» **WHAT YOU HAVE TO DO**: The answer must be a bare number: the count of lines below that contain "entry".

» **PROVIDED ENTRIES**:
_ _ _
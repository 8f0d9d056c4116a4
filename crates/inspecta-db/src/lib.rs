//! # inspecta-db: Database Layer for Inspecta
//!
//! SQLite storage for the cash desk and the treasury, with sqlx.
//!
//! ## Architecture Position
//! ```text
//! ┌─────────────────────────────────────────────────────────────────────────┐
//! │                      Inspecta Data Flow                                 │
//! │                                                                         │
//! │  BackOffice::record_movement                                           │
//! │       │                                                                 │
//! │       ▼                                                                 │
//! │  ┌─────────────────────────────────────────────────────────────────┐   │
//! │  │                   inspecta-db (THIS CRATE)                      │   │
//! │  │                                                                 │   │
//! │  │   ┌───────────────┐   ┌──────────────────┐   ┌──────────────┐   │   │
//! │  │   │   Database    │   │   Repositories   │   │  Migrations  │   │   │
//! │  │   │   (pool.rs)   │◄──│ Session/Movement │   │  (embedded)  │   │   │
//! │  │   │  SqlitePool   │   │ Notification     │   │ 001, 002     │   │   │
//! │  │   │               │   │ Treasury         │   │              │   │   │
//! │  │   └───────────────┘   └──────────────────┘   └──────────────┘   │   │
//! │  └─────────────────────────────────────────────────────────────────┘   │
//! │       │                                                                 │
//! │       ▼                                                                 │
//! │  SQLite Database (WAL)                                                 │
//! └─────────────────────────────────────────────────────────────────────────┘
//! ```
//!
//! ## Usage
//!
//! ```rust,ignore
//! use inspecta_db::{Database, DbConfig};
//!
//! let db = Database::new(DbConfig::new("inspecta.db")).await?;
//! let open = db.sessions().find_active("op-1").await?;
//! ```

pub mod error;
pub mod migrations;
pub mod pool;
pub mod repository;

pub use error::{DbError, DbResult};
pub use migrations::MigrationStatus;
pub use pool::{Database, DbConfig};

pub use repository::movement::MovementRepository;
pub use repository::notification::NotificationRepository;
pub use repository::session::SessionRepository;
pub use repository::treasury::{TreasuryMovementFilter, TreasuryRepository};
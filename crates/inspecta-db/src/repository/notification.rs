//! # Close Notification Repository
//!
//! The administrator's inbox of closed tills. Rows are created inside the
//! close transaction (see [`SessionRepository::close`]) and move
//! `pending → read` when treasury receives the cash, or `→ archived`.
//!
//! [`SessionRepository::close`]: crate::repository::session::SessionRepository::close

use chrono::{DateTime, Utc};
use sqlx::{SqliteConnection, SqlitePool};

use crate::error::{DbError, DbResult};
use inspecta_core::{CloseNotification, Money, NotificationStatus, Shift};

#[derive(Debug, sqlx::FromRow)]
struct NotificationRow {
    id: String,
    session_id: String,
    operator_id: String,
    shift: Shift,
    closed_at: DateTime<Utc>,
    cash_to_deliver: Money,
    expected_amount: Money,
    counted_amount: Money,
    difference: Money,
    notes: Option<String>,
    status: NotificationStatus,
    created_at: DateTime<Utc>,
}

impl From<NotificationRow> for CloseNotification {
    fn from(row: NotificationRow) -> Self {
        CloseNotification {
            id: row.id,
            session_id: row.session_id,
            operator_id: row.operator_id,
            shift: row.shift,
            closed_at: row.closed_at,
            cash_to_deliver: row.cash_to_deliver,
            expected_amount: row.expected_amount,
            counted_amount: row.counted_amount,
            difference: row.difference,
            notes: row.notes,
            status: row.status,
            created_at: row.created_at,
        }
    }
}

const SELECT_NOTIFICATION: &str = r#"
    SELECT
        id, session_id, operator_id, shift, closed_at, cash_to_deliver,
        expected_amount, counted_amount, difference, notes, status, created_at
    FROM close_notifications
"#;

pub(crate) async fn insert_notification(
    conn: &mut SqliteConnection,
    notification: &CloseNotification,
) -> DbResult<()> {
    sqlx::query(
        r#"
        INSERT INTO close_notifications (
            id, session_id, operator_id, shift, closed_at, cash_to_deliver,
            expected_amount, counted_amount, difference, notes, status, created_at
        ) VALUES (?1, ?2, ?3, ?4, ?5, ?6, ?7, ?8, ?9, ?10, ?11, ?12)
        "#,
    )
    .bind(&notification.id)
    .bind(&notification.session_id)
    .bind(&notification.operator_id)
    .bind(notification.shift)
    .bind(notification.closed_at)
    .bind(notification.cash_to_deliver)
    .bind(notification.expected_amount)
    .bind(notification.counted_amount)
    .bind(notification.difference)
    .bind(&notification.notes)
    .bind(notification.status)
    .bind(notification.created_at)
    .execute(conn)
    .await?;

    Ok(())
}

/// Moves a notification from `from` to `to`; zero rows is a conflict.
pub(crate) async fn transition_notification(
    conn: &mut SqliteConnection,
    id: &str,
    from: NotificationStatus,
    to: NotificationStatus,
) -> DbResult<()> {
    let result = sqlx::query("UPDATE close_notifications SET status = ?3 WHERE id = ?1 AND status = ?2")
        .bind(id)
        .bind(from)
        .bind(to)
        .execute(conn)
        .await?;

    if result.rows_affected() == 0 {
        return Err(DbError::conflict("CloseNotification", id));
    }
    Ok(())
}

#[derive(Debug, Clone)]
pub struct NotificationRepository {
    pool: SqlitePool,
}

impl NotificationRepository {
    pub fn new(pool: SqlitePool) -> Self {
        NotificationRepository { pool }
    }

    pub async fn get_by_id(&self, id: &str) -> DbResult<Option<CloseNotification>> {
        let row: Option<NotificationRow> =
            sqlx::query_as(&format!("{SELECT_NOTIFICATION} WHERE id = ?1"))
                .bind(id)
                .fetch_optional(&self.pool)
                .await?;
        Ok(row.map(CloseNotification::from))
    }

    pub async fn get_by_session(&self, session_id: &str) -> DbResult<Option<CloseNotification>> {
        let row: Option<NotificationRow> =
            sqlx::query_as(&format!("{SELECT_NOTIFICATION} WHERE session_id = ?1"))
                .bind(session_id)
                .fetch_optional(&self.pool)
                .await?;
        Ok(row.map(CloseNotification::from))
    }

    /// Notifications in `status`, oldest close first.
    pub async fn list_by_status(&self, status: NotificationStatus) -> DbResult<Vec<CloseNotification>> {
        let rows: Vec<NotificationRow> = sqlx::query_as(&format!(
            "{SELECT_NOTIFICATION} WHERE status = ?1 ORDER BY closed_at, rowid"
        ))
        .bind(status)
        .fetch_all(&self.pool)
        .await?;
        Ok(rows.into_iter().map(CloseNotification::from).collect())
    }

    /// Cash announced by closed tills and not yet received by treasury.
    pub async fn pending_total(&self) -> DbResult<Money> {
        let total: Option<i64> = sqlx::query_scalar(
            "SELECT SUM(cash_to_deliver) FROM close_notifications WHERE status = 'pending'",
        )
        .fetch_one(&self.pool)
        .await?;
        Ok(Money::from_units(total.unwrap_or(0)))
    }

    /// Archives a notification that is pending or read.
    pub async fn archive(&self, id: &str) -> DbResult<()> {
        let result = sqlx::query(
            "UPDATE close_notifications SET status = 'archived' WHERE id = ?1 AND status <> 'archived'",
        )
        .bind(id)
        .execute(&self.pool)
        .await?;

        if result.rows_affected() == 0 {
            return Err(DbError::conflict("CloseNotification", id));
        }
        Ok(())
    }

    pub async fn mark_read(&self, id: &str) -> DbResult<()> {
        let mut conn = self.pool.acquire().await?;
        transition_notification(&mut conn, id, NotificationStatus::Pending, NotificationStatus::Read).await
    }
}
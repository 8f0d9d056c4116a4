//! Short-lived cache of session summaries.
//!
//! Summaries are cheap to recompute but read far more often than movements
//! are written (every dashboard refresh). Entries expire after the
//! configured TTL and are dropped on every append or close of their session.

use std::collections::HashMap;
use std::time::{Duration, Instant};

use tokio::sync::RwLock;
use tracing::debug;

use inspecta_core::CashSessionSummary;

#[derive(Debug)]
struct CachedSummary {
    summary: CashSessionSummary,
    expires_at: Instant,
}

#[derive(Debug)]
pub struct SummaryCache {
    ttl: Duration,
    entries: RwLock<HashMap<String, CachedSummary>>,
}

impl SummaryCache {
    /// A zero `ttl` disables caching.
    pub fn new(ttl: Duration) -> Self {
        SummaryCache {
            ttl,
            entries: RwLock::new(HashMap::new()),
        }
    }

    pub fn is_enabled(&self) -> bool {
        !self.ttl.is_zero()
    }

    pub async fn get(&self, session_id: &str) -> Option<CashSessionSummary> {
        if !self.is_enabled() {
            return None;
        }
        let entries = self.entries.read().await;
        match entries.get(session_id) {
            Some(entry) if entry.expires_at > Instant::now() => {
                debug!(session_id = %session_id, "Summary cache hit");
                Some(entry.summary.clone())
            }
            _ => None,
        }
    }

    pub async fn put(&self, summary: CashSessionSummary) {
        if !self.is_enabled() {
            return;
        }
        let mut entries = self.entries.write().await;
        entries.retain(|_, entry| entry.expires_at > Instant::now());
        entries.insert(
            summary.session_id.clone(),
            CachedSummary {
                summary,
                expires_at: Instant::now() + self.ttl,
            },
        );
    }

    pub async fn invalidate(&self, session_id: &str) {
        if self.entries.write().await.remove(session_id).is_some() {
            debug!(session_id = %session_id, "Summary cache invalidated");
        }
    }
}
_ _ _
» **SOLUTION TO THE EXERCISE**: 3